In truth the clocks go back this weekend and the new Prime Minister has instead warned of the reality of darker days to come.

Rishi Sunak arrived at Downing Street without his family, without advisers or staff, but with a serious demeanour.

He said: “Our country is facing a profound economic crisis” and that there are “difficult decisions to come”.

In his first speech to the waiting media as Prime Minister he acknowledged the last few weeks of economic turbulence saying “mistakes were made".

He caveated those mistakes by suggesting his predecessor Liz Truss meant well.

Mr Sunak also attempted to dispel the calls from the opposition for a General Election. He said the mandate Boris Johnson secured in 2019 “belongs to us all” and that he would work to deliver the Conservative Party manifesto to fix the NHS, control borders, to level up across the UK.

He mentioned the need to gain trust. Another acknowledgment of the criticism of Downing Street parties during the pandemic, among other things.

But he did not mention the Northern Ireland Protocol or the ticking clock at Stormont.

That’s not surprising, Liz Truss rarely mentioned those problems either during her short time in office.

However, Mr Sunak is going to have to make some decisions about Northern Ireland very soon. Will he engage deeper and further with the EU to try to resolve the protocol? Will he go ahead with another Stormont election? Or will he attempt to buy more time?
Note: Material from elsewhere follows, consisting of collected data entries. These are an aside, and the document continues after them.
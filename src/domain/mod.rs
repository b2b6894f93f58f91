pub mod matches;
pub mod period;

pub use matches::*;
pub use period::*;
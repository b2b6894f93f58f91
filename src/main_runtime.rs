use poolcast::config::LoggingConfig;
use tracing_subscriber::EnvFilter;

pub fn init_logging(logging: &LoggingConfig) {
    use tracing_subscriber::layer::SubscriberExt;
    use tracing_subscriber::util::SubscriberInitExt;

    let filter = EnvFilter::try_from_default_env()
        .unwrap_or_else(|_| EnvFilter::new(format!("{},poolcast=debug", logging.level)));

    // File logging only when POOLCAST_LOG_DIR is set and writable.
    //
    // `tracing_appender::rolling::daily` panics if it can't create the initial
    // log file, so writability is checked first.
    let file_layer = std::env::var("POOLCAST_LOG_DIR").ok().and_then(|log_dir| {
        if std::fs::create_dir_all(&log_dir).is_err() {
            eprintln!(
                "Warning: Could not create log directory {}, file logging disabled",
                log_dir
            );
            return None;
        }

        let test_path = std::path::Path::new(&log_dir).join(".poolcast_write_test");
        match std::fs::OpenOptions::new()
            .create(true)
            .append(true)
            .open(&test_path)
        {
            Ok(_) => {
                let _ = std::fs::remove_file(&test_path);

                let file_appender = tracing_appender::rolling::daily(&log_dir, "poolcast.log");
                let (non_blocking, guard) = tracing_appender::non_blocking(file_appender);

                // Process is short-lived; keep the flush guard until exit
                Box::leak(Box::new(guard));

                Some(
                    tracing_subscriber::fmt::layer()
                        .with_writer(non_blocking)
                        .with_ansi(false)
                        .with_target(true),
                )
            }
            Err(e) => {
                eprintln!(
                    "Warning: Could not write to log directory {} ({}), file logging disabled",
                    log_dir, e
                );
                None
            }
        }
    });

    let (json_layer, text_layer) = if logging.json {
        (
            Some(
                tracing_subscriber::fmt::layer()
                    .json()
                    .with_writer(std::io::stderr),
            ),
            None,
        )
    } else {
        (
            None,
            Some(
                tracing_subscriber::fmt::layer()
                    .with_writer(std::io::stderr)
                    .with_target(true)
                    .with_thread_ids(false)
                    .with_file(false)
                    .with_line_number(false),
            ),
        )
    };

    let _ = tracing_subscriber::registry()
        .with(filter)
        .with(json_layer)
        .with(text_layer)
        .with(file_layer)
        .try_init();
}

pub fn init_logging_simple() {
    // Minimal logging for short commands
    let _ = tracing_subscriber::fmt()
        .with_writer(std::io::stderr)
        .with_max_level(tracing::Level::WARN)
        .try_init();
}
The new Prime Minister has made clear that fixing the economy will be his priority and he is determined to display an extremely businesslike manner. Mr Sunak did not smile on arrival at No.10. The media just about encouraged him to give a short wave before going inside.

The leaves on the ground at Westminster unfurled in the spring when Boris Johnson was Prime Minister, began to colour and fall when Liz Truss was in office.

Now Rishi Sunak has the job of brushing them up.